Dancing Deliliah

I read a couple of anthologies recently, Hex Appeal and Blood Lite III, and I came across a short story by Carole Nelson Douglas. I can’t remember the name of the story but it featured a woman by the name of Delilah Street and I had been intrigued by it. So I went off to Amazon and found the first story of Douglas’ that featured Delilah Street called Dancing with Werewolves.

This world starts out intriguingly. It starts out with young orphan Delilah (Why always orphans? Why don’t the main characters of these books ever have a happy childhood? That would be interesting to read), and her orphan peers waiting to see what happens at Y2k. Instead of nothing happening as it did in real life, there was some sort of great magical awakening. Douglas was somewhat vague as to what this was however. I wasn’t clear if the magic already existing in the world just swelled to the point where humans couldn’t ignore it any more or if the magical creatures in the world came out of the supernatural closet. However, I’m willing to pass this vagueness off as being the poor recollections of a child, which Delilah was at the time.

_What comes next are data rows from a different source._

// ==========================================
// HMS Manager - competency API
// ==========================================
// Responsibility: employee/competency CRUD plus the derived expiry status
// views. Status is computed on read with the configured warning window.
// ==========================================

use std::sync::Arc;

use chrono::{Duration, NaiveDate, Utc};
use serde::{Deserialize, Serialize};
use uuid::Uuid;

use crate::api::error::{ApiError, ApiResult};
use crate::api::validator::{validate_id, validate_optional_text, validate_required_text, MAX_TITLE_LEN};
use crate::config::ConfigManager;
use crate::domain::action_log::{ActionLog, ActionType};
use crate::domain::competency::{Competency, Employee};
use crate::domain::types::CompetencyStatus;
use crate::engine::competency::CompetencyStatusEngine;
use crate::repository::action_log_repo::ActionLogRepository;
use crate::repository::competency_repo::CompetencyRepository;

// ==========================================
// View types
// ==========================================

/// Competency plus its derived status, for listings.
#[derive(Debug, Clone, Serialize, Deserialize)]
pub struct CompetencyWithStatus {
    #[serde(flatten)]
    pub competency: Competency,
    pub status: CompetencyStatus,
}

/// One employee with all competencies and the worst status among them.
#[derive(Debug, Clone, Serialize, Deserialize)]
pub struct EmployeeOverview {
    pub employee: Employee,
    pub competencies: Vec<CompetencyWithStatus>,
    pub worst_status: Option<CompetencyStatus>,
}

// ==========================================
// Inputs
// ==========================================

#[derive(Debug, Clone, Serialize, Deserialize)]
pub struct EmployeeInput {
    pub employee_id: Option<String>,
    pub name: String,
    pub email: Option<String>,
    pub role: Option<String>,
    pub active: bool,
}

#[derive(Debug, Clone, Serialize, Deserialize)]
pub struct CompetencyInput {
    pub competency_id: Option<String>,
    pub employee_id: String,
    pub title: String,
    pub category: Option<String>,
    pub issued_date: Option<NaiveDate>,
    pub expiry_date: Option<NaiveDate>,
    pub certificate_ref: Option<String>,
}

// ==========================================
// CompetencyApi
// ==========================================
pub struct CompetencyApi {
    competency_repo: Arc<CompetencyRepository>,
    action_log_repo: Arc<ActionLogRepository>,
    config: Arc<ConfigManager>,
}

impl CompetencyApi {
    pub fn new(
        competency_repo: Arc<CompetencyRepository>,
        action_log_repo: Arc<ActionLogRepository>,
        config: Arc<ConfigManager>,
    ) -> Self {
        Self {
            competency_repo,
            action_log_repo,
            config,
        }
    }

    fn status_engine(&self) -> CompetencyStatusEngine {
        let warning_days = self.config.get_competency_warning_days().unwrap_or(90);
        CompetencyStatusEngine::with_warning_days(warning_days)
    }

    // ==========================================
    // Employees
    // ==========================================

    pub fn save_employee(&self, input: EmployeeInput, actor: &str) -> ApiResult<Employee> {
        validate_required_text("name", &input.name, MAX_TITLE_LEN)?;
        validate_optional_text("email", input.email.as_deref(), MAX_TITLE_LEN)?;
        validate_optional_text("role", input.role.as_deref(), MAX_TITLE_LEN)?;

        let employee = Employee {
            employee_id: input
                .employee_id
                .unwrap_or_else(|| Uuid::new_v4().to_string()),
            name: input.name,
            email: input.email,
            role: input.role,
            active: input.active,
        };
        self.competency_repo.upsert_employee(&employee)?;

        self.log(
            ActionType::EmployeeSaved,
            "EMPLOYEE",
            &employee.employee_id,
            actor,
            format!("Saved employee '{}'", employee.name),
        );

        Ok(employee)
    }

    pub fn list_employees(&self, include_inactive: bool) -> ApiResult<Vec<Employee>> {
        Ok(self.competency_repo.list_employees(include_inactive)?)
    }

    // ==========================================
    // Competencies
    // ==========================================

    pub fn save_competency(&self, input: CompetencyInput, actor: &str) -> ApiResult<Competency> {
        validate_id("employee_id", &input.employee_id)?;
        validate_required_text("title", &input.title, MAX_TITLE_LEN)?;
        validate_optional_text("category", input.category.as_deref(), MAX_TITLE_LEN)?;

        if self
            .competency_repo
            .find_employee(&input.employee_id)?
            .is_none()
        {
            return Err(ApiError::NotFound(format!(
                "Employee (id={}) does not exist",
                input.employee_id
            )));
        }
        if let (Some(issued), Some(expiry)) = (input.issued_date, input.expiry_date) {
            if expiry < issued {
                return Err(ApiError::ValidationError(
                    "expiry_date is before issued_date".to_string(),
                ));
            }
        }

        let competency = Competency {
            competency_id: input
                .competency_id
                .unwrap_or_else(|| Uuid::new_v4().to_string()),
            employee_id: input.employee_id,
            title: input.title,
            category: input.category,
            issued_date: input.issued_date,
            expiry_date: input.expiry_date,
            certificate_ref: input.certificate_ref,
            created_at: Utc::now().naive_utc(),
        };
        self.competency_repo.upsert_competency(&competency)?;

        self.log(
            ActionType::CompetencySaved,
            "COMPETENCY",
            &competency.competency_id,
            actor,
            format!("Saved competency '{}'", competency.title),
        );

        Ok(competency)
    }

    pub fn delete_competency(&self, competency_id: &str, actor: &str) -> ApiResult<()> {
        validate_id("competency_id", competency_id)?;
        let deleted = self.competency_repo.delete_competency(competency_id)?;
        if deleted == 0 {
            return Err(ApiError::NotFound(format!(
                "Competency (id={}) does not exist",
                competency_id
            )));
        }

        self.log(
            ActionType::CompetencyDeleted,
            "COMPETENCY",
            competency_id,
            actor,
            "Deleted competency".to_string(),
        );
        Ok(())
    }

    // ==========================================
    // Derived views
    // ==========================================

    /// One employee with statuses derived relative to `today`.
    pub fn get_employee_overview(
        &self,
        employee_id: &str,
        today: NaiveDate,
    ) -> ApiResult<EmployeeOverview> {
        validate_id("employee_id", employee_id)?;

        let employee = self
            .competency_repo
            .find_employee(employee_id)?
            .ok_or_else(|| {
                ApiError::NotFound(format!("Employee (id={}) does not exist", employee_id))
            })?;

        let engine = self.status_engine();
        let competencies: Vec<CompetencyWithStatus> = self
            .competency_repo
            .list_competencies_for_employee(employee_id)?
            .into_iter()
            .map(|competency| {
                let status = engine.classify(competency.expiry_date, today);
                CompetencyWithStatus { competency, status }
            })
            .collect();

        // Worst = Expired > ExpiringSoon > Valid.
        let worst_status = competencies
            .iter()
            .map(|c| c.status)
            .max_by_key(|s| match s {
                CompetencyStatus::Valid => 0,
                CompetencyStatus::ExpiringSoon => 1,
                CompetencyStatus::Expired => 2,
            });

        Ok(EmployeeOverview {
            employee,
            competencies,
            worst_status,
        })
    }

    /// Competencies that are expired or inside the warning window, soonest
    /// first.
    pub fn list_expiring(&self, today: NaiveDate) -> ApiResult<Vec<CompetencyWithStatus>> {
        let engine = self.status_engine();
        let warning_days = self.config.get_competency_warning_days().unwrap_or(90);
        let cutoff = today + Duration::days(warning_days);

        let expiring = self
            .competency_repo
            .list_expiring_on_or_before(cutoff)?
            .into_iter()
            .map(|competency| {
                let status = engine.classify(competency.expiry_date, today);
                CompetencyWithStatus { competency, status }
            })
            .collect();

        Ok(expiring)
    }

    // ==========================================
    // Helpers
    // ==========================================

    fn log(
        &self,
        action_type: ActionType,
        entity_kind: &str,
        entity_id: &str,
        actor: &str,
        summary: String,
    ) {
        let entry = ActionLog::new(action_type, entity_kind, entity_id, actor, summary);
        if let Err(e) = self.action_log_repo.insert(&entry) {
            tracing::warn!(error = %e, "failed to write action log entry");
        }
    }
}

Delilah Street grew up into an investigative reporter. In Kansas. Having lived in a mid-western state, I can only imagine that being as thrilling as it sounds. Delilah tried and failed at dating the vampire anchor at her local news station and his new squeeze, the weather witch, promptly sent a tornado to destroy Delilah’s home. Ooookay then. No explanations as to why the vamp or the weather witch were suddenly so keen to get rid of her but its was a convenient plot device to get Delilah to move on to…Las Vegas!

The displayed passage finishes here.